You can now freely add or remove both data and code anywhere in TH05, by editing the ReC98 codebase, writing your mod in ASM or C/C++, and recompiling the code. Since all absolute memory addresses have now been converted to labels, this will work without causing any instability. See the position independence section in the FAQ for a more thorough explanation about why this was a problem.
By extension, this also means that it's now theoretically possible to use a different compiler on the source code. But:
What does this not mean?
The original ZUN code hasn't been completely reverse-engineered yet, let alone decompiled. As the final PC-98 Touhou game, TH05 also happens to have the largest amount of actual ZUN-written ASM that can't ever be decompiled within ReC98's constraints of a legit source code reconstruction. But a lot of the originally-in-C code is also still in ASM, which might make modding a bit inconvenient right now. And while I have decompiled a bunch of functions, I selected them largely because they would help with PI (as requested by the backers), and not because they are particularly relevant to typical modding interests.
As a result, the code might also be a bit confusingly organized. There's
quite a conflict between various goals there: On the one hand, I'd like to
only have a single instance of every function shared with earlier games,
as well as reduce ZUN's code duplication within a single game. On the
other hand, this leads to quite a lot of code being scattered all over the
place and then
#include-pasted back together, except for the
📝 this doesn't work, and you'd have to use multiple translation units anyway…
I'm only beginning to figure out the best structure here, and some more
reverse-engineering attention surely won't hurt.
Also, keep in mind that the code still targets x86 Real Mode. To work
effectively in this codebase, you'd need some familiarity with
segmentation, and how to express it all in code. This tends to make
even regular C++ development about an order of magnitude harder,
especially once you want to interface with the remaining ASM code. That
part made -Tom- struggle quite a bit with implementing his
custom scripting language for the demo above. For now, he built that demo
on quite a limited foundation – which is why he also chose to release
neither the build nor the source publically for the time being.
So yeah, you're definitely going to need the TASM and Borland C++ manuals there.

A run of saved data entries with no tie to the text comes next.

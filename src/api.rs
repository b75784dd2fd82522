//! HTTP surface for the document search.
//!
//! The router is generic over [`SearchApi`] so tests can swap the search engine for a stub:
//!
//! - `GET /api/health` – Liveness probe.
//! - `GET /api/search` – Full-text query with `level1`/`level2` filters; the engine response is
//!   returned unmodified.
//! - `GET /api/filters` – Level aggregations for building filter pickers.
//! - `GET /api/suggest` – Search-as-you-type title suggestions.
//! - `GET /api/document/:id` – Stored record of a single document.
//! - `GET /api/file`, `GET /api/file/inline` – Original file bytes, restricted to `DOC_ROOT`.
//! - `GET /api/viewer` – Redirect to a hosted PDF.js viewer.
//! - `GET /api/stats` – Disk versus index document counts.

use crate::files::{FileAccessError, mime_type_for, resolve_under_root};
use crate::opensearch::{OpenSearchError, SearchParams, SortOrder};
use crate::search::{SearchApi, SearchError, StatsReport, scan_disk_stats};
use axum::{
    Json, Router,
    body::Body,
    extract::{Path as RoutePath, Query, State},
    http::{HeaderValue, StatusCode, header},
    response::{IntoResponse, Redirect, Response},
    routing::get,
};
use futures_util::{Stream, stream};
use serde::{Deserialize, Serialize};
use serde_json::Value;
use std::path::Path;
use std::sync::Arc;
use tokio::io::AsyncReadExt;

const PDF_VIEWER_URL: &str = "https://cdn.jsdelivr.net/npm/pdfjs-dist@4.6.82/web/viewer.html";
const FILE_CHUNK_SIZE: usize = 8 * 1024;

/// Build the HTTP router exposing the search API surface.
pub fn create_router<S>(service: Arc<S>) -> Router
where
    S: SearchApi + 'static,
{
    Router::new()
        .route("/api/health", get(health))
        .route("/api/search", get(search::<S>))
        .route("/api/filters", get(filters::<S>))
        .route("/api/suggest", get(suggest::<S>))
        .route("/api/document/:id", get(document::<S>))
        .route("/api/file", get(download_file::<S>))
        .route("/api/file/inline", get(inline_file::<S>))
        .route("/api/viewer", get(viewer))
        .route("/api/stats", get(stats::<S>))
        .with_state(service)
}

#[derive(Serialize)]
struct HealthResponse {
    status: &'static str,
}

async fn health() -> Json<HealthResponse> {
    Json(HealthResponse { status: "ok" })
}

/// Run a filtered search.
///
/// `level1` and `level2` may be repeated or carry comma-separated values; values of one
/// dimension are OR-ed, the two dimensions are AND-ed.
async fn search<S>(
    State(service): State<Arc<S>>,
    Query(pairs): Query<Vec<(String, String)>>,
) -> Result<Json<Value>, AppError>
where
    S: SearchApi,
{
    let params = search_params(pairs)?;
    let response = service.search(params).await?;
    Ok(Json(response))
}

fn search_params(pairs: Vec<(String, String)>) -> Result<SearchParams, AppError> {
    let mut params = SearchParams::default();
    let mut sort = None;
    for (key, value) in pairs {
        match key.as_str() {
            "q" => params.q = value,
            "level1" => params.level1.push(value),
            "level2" => params.level2.push(value),
            "from" => params.from = parse_count("from", &value)?,
            "size" => params.size = parse_count("size", &value)?,
            "sort" => sort = Some(value),
            _ => {}
        }
    }
    params.sort = SortOrder::parse(sort.as_deref());
    Ok(params)
}

fn parse_count(name: &str, raw: &str) -> Result<usize, AppError> {
    raw.trim()
        .parse()
        .map_err(|_| AppError::BadRequest(format!("Invalid `{name}` value: {raw}")))
}

async fn filters<S>(State(service): State<Arc<S>>) -> Result<Json<Value>, AppError>
where
    S: SearchApi,
{
    Ok(Json(service.filters().await?))
}

#[derive(Deserialize)]
struct SuggestQuery {
    #[serde(default)]
    q: String,
}

async fn suggest<S>(
    State(service): State<Arc<S>>,
    Query(query): Query<SuggestQuery>,
) -> Result<Json<Vec<Value>>, AppError>
where
    S: SearchApi,
{
    if query.q.trim().is_empty() {
        return Ok(Json(Vec::new()));
    }
    Ok(Json(service.suggest(&query.q).await?))
}

async fn document<S>(
    State(service): State<Arc<S>>,
    RoutePath(id): RoutePath<String>,
) -> Result<Json<Value>, AppError>
where
    S: SearchApi,
{
    Ok(Json(service.document(&id).await?))
}

#[derive(Deserialize)]
struct FileQuery {
    path: String,
}

async fn download_file<S>(
    State(service): State<Arc<S>>,
    Query(query): Query<FileQuery>,
) -> Result<Response, AppError>
where
    S: SearchApi,
{
    serve_file(service.doc_root(), &query.path, Disposition::Attachment).await
}

async fn inline_file<S>(
    State(service): State<Arc<S>>,
    Query(query): Query<FileQuery>,
) -> Result<Response, AppError>
where
    S: SearchApi,
{
    serve_file(service.doc_root(), &query.path, Disposition::Inline).await
}

#[derive(Clone, Copy)]
enum Disposition {
    Attachment,
    Inline,
}

impl Disposition {
    fn as_str(self) -> &'static str {
        match self {
            Self::Attachment => "attachment",
            Self::Inline => "inline",
        }
    }
}

/// Stream a document from disk. Relative paths are taken relative to the document root.
async fn serve_file(
    doc_root: &Path,
    requested: &str,
    disposition: Disposition,
) -> Result<Response, AppError> {
    let path = resolve_under_root(doc_root, Path::new(requested))?;
    let file = tokio::fs::File::open(&path).await.map_err(|err| {
        tracing::warn!(path = %path.display(), error = %err, "Failed to open file");
        AppError::File(FileAccessError::NotFound)
    })?;
    let length = file
        .metadata()
        .await
        .map(|metadata| metadata.len())
        .map_err(|err| AppError::Internal(format!("Failed to stat file: {err}")))?;

    let file_name = path
        .file_name()
        .map(|name| name.to_string_lossy().replace('"', "'"))
        .unwrap_or_default();
    let content_disposition = format!("{}; filename=\"{file_name}\"", disposition.as_str());
    let content_disposition = HeaderValue::from_bytes(content_disposition.as_bytes())
        .unwrap_or_else(|_| HeaderValue::from_static(disposition.as_str()));

    Ok((
        [
            (header::CONTENT_TYPE, HeaderValue::from_static(mime_type_for(&path))),
            (header::CONTENT_DISPOSITION, content_disposition),
            (header::CONTENT_LENGTH, HeaderValue::from(length)),
        ],
        Body::from_stream(file_chunks(file)),
    )
        .into_response())
}

/// Read `file` in fixed-size chunks; the stream ends after the first read error.
fn file_chunks(file: tokio::fs::File) -> impl Stream<Item = std::io::Result<Vec<u8>>> {
    stream::unfold(Some(file), |state| async move {
        let mut file = state?;
        let mut chunk = vec![0u8; FILE_CHUNK_SIZE];
        match file.read(&mut chunk).await {
            Ok(0) => None,
            Ok(read) => {
                chunk.truncate(read);
                Some((Ok(chunk), Some(file)))
            }
            Err(err) => Some((Err(err), None)),
        }
    })
}

#[derive(Deserialize)]
struct ViewerQuery {
    file: String,
    #[serde(default)]
    q: Option<String>,
}

async fn viewer(Query(query): Query<ViewerQuery>) -> Result<Redirect, AppError> {
    Ok(Redirect::temporary(viewer_url(&query.file, query.q.as_deref())?.as_str()))
}

fn viewer_url(file: &str, q: Option<&str>) -> Result<reqwest::Url, AppError> {
    let mut url = reqwest::Url::parse_with_params(PDF_VIEWER_URL, &[("file", file)])
        .map_err(|err| AppError::BadRequest(format!("Invalid viewer target: {err}")))?;
    if let Some(q) = q.map(str::trim).filter(|q| !q.is_empty()) {
        url.set_fragment(Some(&format!("search={q}")));
    }
    Ok(url)
}

async fn stats<S>(State(service): State<Arc<S>>) -> Result<Json<StatsReport>, AppError>
where
    S: SearchApi,
{
    let root = service.doc_root().to_path_buf();
    let disk = tokio::task::spawn_blocking(move || scan_disk_stats(&root))
        .await
        .map_err(|err| AppError::Internal(format!("Disk scan task failed: {err}")))?;
    let index = service
        .index_stats()
        .await
        .map_err(|err| AppError::BadGateway(err.to_string()))?;
    Ok(Json(StatsReport::new(disk, index)))
}

enum AppError {
    Search(SearchError),
    File(FileAccessError),
    BadRequest(String),
    BadGateway(String),
    Internal(String),
}

impl IntoResponse for AppError {
    fn into_response(self) -> Response {
        match self {
            Self::Search(SearchError::Engine(OpenSearchError::UnexpectedStatus { status, body })) => {
                let status =
                    StatusCode::from_u16(status.as_u16()).unwrap_or(StatusCode::BAD_GATEWAY);
                let content_type = if serde_json::from_str::<Value>(&body).is_ok() {
                    "application/json"
                } else {
                    "text/plain; charset=utf-8"
                };
                (status, [(header::CONTENT_TYPE, content_type)], body).into_response()
            }
            Self::Search(SearchError::Engine(OpenSearchError::NotFound(id))) => {
                (StatusCode::NOT_FOUND, format!("Document not found: {id}")).into_response()
            }
            Self::Search(err) => {
                tracing::error!(error = %err, "Search engine unavailable");
                (StatusCode::BAD_GATEWAY, err.to_string()).into_response()
            }
            Self::File(err @ FileAccessError::Forbidden) => {
                (StatusCode::FORBIDDEN, err.to_string()).into_response()
            }
            Self::File(err @ FileAccessError::NotFound) => {
                (StatusCode::NOT_FOUND, err.to_string()).into_response()
            }
            Self::BadRequest(message) => (StatusCode::BAD_REQUEST, message).into_response(),
            Self::BadGateway(message) => (StatusCode::BAD_GATEWAY, message).into_response(),
            Self::Internal(message) => {
                (StatusCode::INTERNAL_SERVER_ERROR, message).into_response()
            }
        }
    }
}

impl From<SearchError> for AppError {
    fn from(inner: SearchError) -> Self {
        Self::Search(inner)
    }
}

impl From<FileAccessError> for AppError {
    fn from(inner: FileAccessError) -> Self {
        Self::File(inner)
    }
}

tl;dr: We now know everything about this game's data, but not quite as much about this game's code.
So, how long until source ports become a realistic project?
You probably want to wait for 100% RE, which is when everything that can be decompiled has been decompiled.
Unless your target system is 16-bit Windows, in which case you could theoretically start right away. 📝 Again, this would be the ideal first system to port PC-98 Touhou to: It would require all the generic portability work to remove the dependency on PC-98 hardware, thus paving the way for a subsequent port to modern systems, yet you could still just drop in any undecompiled ASM.
Porting to IBM-compatible DOS would only be a harder and less universally useful version of that. You'd then simply exchange one architecture, with its idiosyncrasies and limits, for another, with its own set of idiosyncrasies and limits. (Unless, of course, you already happen to be intimately familiar with that architecture.) The fact that master.lib provides DOS/V support would have only mattered if ZUN consistently used it to abstract away PC-98 hardware at every single place in the code, which is definitely not the case.
The list of actually interesting findings in this push is, 📝 again, very short. Probably the most notable discovery: The low-level part of the code that renders Marisa's laser from her TH04 Illusion Laser shot type is still present in TH05. Insert wild mass guessing about potential beta version shot types… Oh, and did you know that the order of background images in the Extra Stage staff roll differs by character?
Next up: Finally driving up the RE% bar again, by decompiling some TH05 main menu code.